Kindermund zu Ewigkeiten und Mesokosmos

BLOG: Natur des Glaubens

Evolutionsgeschichte der Religion(en)
Natur des Glaubens

Heute morgen schenkte mir mein Sohn – 5 Jahre – ein glückliches Schmunzeln und eine kleine, nachdenkenswerte Weisheit. Er wirkt derzeit begeistert im (hervorragenden & katholischen) Kinderhaus an einem Weltraum-Projekt mit, erzählte von einem Steinzeit-Projekt der Kinderhaus-Schulkinder und hat bei alldem irgendwie ein Faible für Größenordnungen entwickelt. Und als wir heute morgen dorthin schlenderten, hatte er eine Frage…
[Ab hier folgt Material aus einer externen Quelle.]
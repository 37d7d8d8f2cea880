#![forbid(unsafe_code)]

use anyhow::{Context, Result, bail};
use bfs::{CreateOptions, Filesystem, Mode};
use clap::{Parser, Subcommand};
use std::io::Read;
use std::path::{Path, PathBuf};
use tracing::debug;

// ── CLI definition ──────────────────────────────────────────────────────────

#[derive(Parser)]
#[command(name = "bfs", about = "BoxFS — a filesystem in a box file")]
struct Cli {
    #[command(subcommand)]
    command: Command,
}

#[derive(Subcommand)]
enum Command {
    /// Create a fresh container file.
    Mkfs {
        /// Path of the container to create.
        image: PathBuf,
        /// Inode table slots.
        #[arg(long, default_value_t = 512)]
        inodes: u32,
        /// Data-region blocks (4096 bytes each, at most 32768).
        #[arg(long, default_value_t = 4096)]
        blocks: u32,
    },
    /// Show container geometry and usage counters.
    Info {
        image: PathBuf,
    },
    /// List a directory.
    Ls {
        image: PathBuf,
        /// Absolute path inside the container.
        #[arg(default_value = "/")]
        path: PathBuf,
    },
    /// Print a file's contents to stdout.
    Cat {
        image: PathBuf,
        path: PathBuf,
    },
    /// Write stdin into a file (created if missing, truncated otherwise).
    Write {
        image: PathBuf,
        path: PathBuf,
    },
    /// Create a directory.
    Mkdir {
        image: PathBuf,
        path: PathBuf,
    },
    /// Copy a file or directory tree inside the container.
    Cp {
        image: PathBuf,
        src: PathBuf,
        dest: PathBuf,
    },
    /// Move a file or directory tree inside the container.
    Mv {
        image: PathBuf,
        src: PathBuf,
        dest: PathBuf,
    },
    /// Remove a file or directory tree.
    Rm {
        image: PathBuf,
        path: PathBuf,
    },
    /// Recursively import a host file or directory into the container.
    Import {
        image: PathBuf,
        /// Host path to import from.
        host_src: PathBuf,
        /// Absolute destination path inside the container.
        dest: PathBuf,
    },
}

fn main() -> Result<()> {
    tracing_subscriber::fmt()
        .with_env_filter(tracing_subscriber::EnvFilter::from_default_env())
        .with_writer(std::io::stderr)
        .init();

    match Cli::parse().command {
        Command::Mkfs {
            image,
            inodes,
            blocks,
        } => cmd_mkfs(&image, inodes, blocks),
        Command::Info { image } => cmd_info(&image),
        Command::Ls { image, path } => cmd_ls(&image, &path),
        Command::Cat { image, path } => cmd_cat(&image, &path),
        Command::Write { image, path } => cmd_write(&image, &path),
        Command::Mkdir { image, path } => cmd_mkdir(&image, &path),
        Command::Cp { image, src, dest } => cmd_cp(&image, &src, &dest),
        Command::Mv { image, src, dest } => cmd_mv(&image, &src, &dest),
        Command::Rm { image, path } => cmd_rm(&image, &path),
        Command::Import {
            image,
            host_src,
            dest,
        } => cmd_import(&image, &host_src, &dest),
    }
}

// ── Command handlers ────────────────────────────────────────────────────────

fn open_image(image: &Path) -> Result<Filesystem> {
    Filesystem::open(image).with_context(|| format!("opening container {}", image.display()))
}

fn cmd_mkfs(image: &Path, inodes: u32, blocks: u32) -> Result<()> {
    let fs = Filesystem::create(
        image,
        CreateOptions {
            inode_count: inodes,
            max_data_blocks: blocks,
            ..Default::default()
        },
    )
    .with_context(|| format!("creating container {}", image.display()))?;
    fs.close()?;
    println!("created {image} ({inodes} inodes, {blocks} blocks)", image = image.display());
    Ok(())
}

fn cmd_info(image: &Path) -> Result<()> {
    let fs = open_image(image)?;
    let stats = fs.stats()?;
    println!("container:    {}", image.display());
    println!(
        "data blocks:  {} used / {} total",
        stats.total_blocks - stats.free_blocks,
        stats.total_blocks
    );
    println!(
        "page cache:   {} resident, {} hits, {} misses, {} evictions",
        stats.cache.resident, stats.cache.hits, stats.cache.misses, stats.cache.evictions
    );
    Ok(())
}

fn cmd_ls(image: &Path, path: &Path) -> Result<()> {
    let fs = open_image(image)?;
    for child in fs.read_dir(path)? {
        let meta = fs.metadata(&child)?;
        let marker = if meta.is_dir { "d" } else { "-" };
        println!("{marker} {:>9}  {}", meta.size, child.display());
    }
    Ok(())
}

fn cmd_cat(image: &Path, path: &Path) -> Result<()> {
    use std::io::Write as _;

    let fs = open_image(image)?;
    let mut handle = fs.open_path(path, Mode::ReadOnly)?;
    let mut buf = vec![0_u8; 64 * 1024];
    loop {
        let n = handle.read(&mut buf)?;
        if n == 0 {
            break;
        }
        std::io::stdout().write_all(&buf[..n])?;
    }
    Ok(())
}

fn cmd_write(image: &Path, path: &Path) -> Result<()> {
    let fs = open_image(image)?;
    let mut handle = fs.open_with(path, Mode::ReadWrite, true)?;
    handle.truncate()?;

    let mut stdin = std::io::stdin().lock();
    let mut buf = vec![0_u8; 64 * 1024];
    let mut total = 0_u64;
    loop {
        let n = stdin.read(&mut buf)?;
        if n == 0 {
            break;
        }
        handle.write(&buf[..n])?;
        total += n as u64;
    }
    handle.close()?;
    fs.close()?;
    println!("wrote {total} bytes to {}", path.display());
    Ok(())
}

fn cmd_mkdir(image: &Path, path: &Path) -> Result<()> {
    let fs = open_image(image)?;
    fs.make_dir(path)?;
    fs.close()?;
    Ok(())
}

fn cmd_cp(image: &Path, src: &Path, dest: &Path) -> Result<()> {
    let fs = open_image(image)?;
    fs.copy(src, dest)?;
    fs.close()?;
    Ok(())
}

fn cmd_mv(image: &Path, src: &Path, dest: &Path) -> Result<()> {
    let fs = open_image(image)?;
    fs.rename(src, dest)?;
    fs.close()?;
    Ok(())
}

fn cmd_rm(image: &Path, path: &Path) -> Result<()> {
    let fs = open_image(image)?;
    fs.remove(path)?;
    fs.close()?;
    Ok(())
}

fn cmd_import(image: &Path, host_src: &Path, dest: &Path) -> Result<()> {
    let fs = open_image(image)?;
    let count = import_tree(&fs, host_src, dest)
        .with_context(|| format!("importing {}", host_src.display()))?;
    fs.close()?;
    println!("imported {count} entries under {}", dest.display());
    Ok(())
}

/// Recursively copy a host file or directory into the container.
fn import_tree(fs: &Filesystem, host_src: &Path, dest: &Path) -> Result<u64> {
    let meta = std::fs::metadata(host_src)
        .with_context(|| format!("reading host path {}", host_src.display()))?;

    if meta.is_file() {
        let body = std::fs::read(host_src)?;
        let mut handle = fs.open_with(dest, Mode::ReadWrite, true)?;
        handle.truncate()?;
        handle.write(&body)?;
        handle.close()?;
        debug!(event = "import_file", dest = %dest.display(), bytes = body.len());
        return Ok(1);
    }

    if meta.is_dir() {
        fs.make_dir(dest)?;
        let mut count = 1;
        for entry in std::fs::read_dir(host_src)? {
            let entry = entry?;
            let name = entry.file_name();
            let Some(name) = name.to_str() else {
                bail!("host name is not valid UTF-8: {:?}", entry.path());
            };
            count += import_tree(fs, &entry.path(), &dest.join(name))?;
        }
        return Ok(count);
    }

    bail!("unsupported host file type: {}", host_src.display());
}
Er: Papa… Sag mal, die Dinosaurier gab es doch viel länger als uns, gell!?

Ich: Ja, das stimmt. Die Dinosaurier haben über Hundert Millionen Jahre gelebt, uns moderne Menschen gibt es erst etwa 200.000 Jahre, also viel weniger als eine Million Jahre.

Er: Ja, schon, Papa. Ich weiß das. Aber ich kann es mir nicht vorstellen. Weil – ich bin doch schon so lange da!

Was hätte ich da noch sagen sollen? Ich habe ihn einfach mal für seine Neugier gelobt und bei der Busfahrt zur Arbeit lange über unsere Vorstellungswelten nachgedacht.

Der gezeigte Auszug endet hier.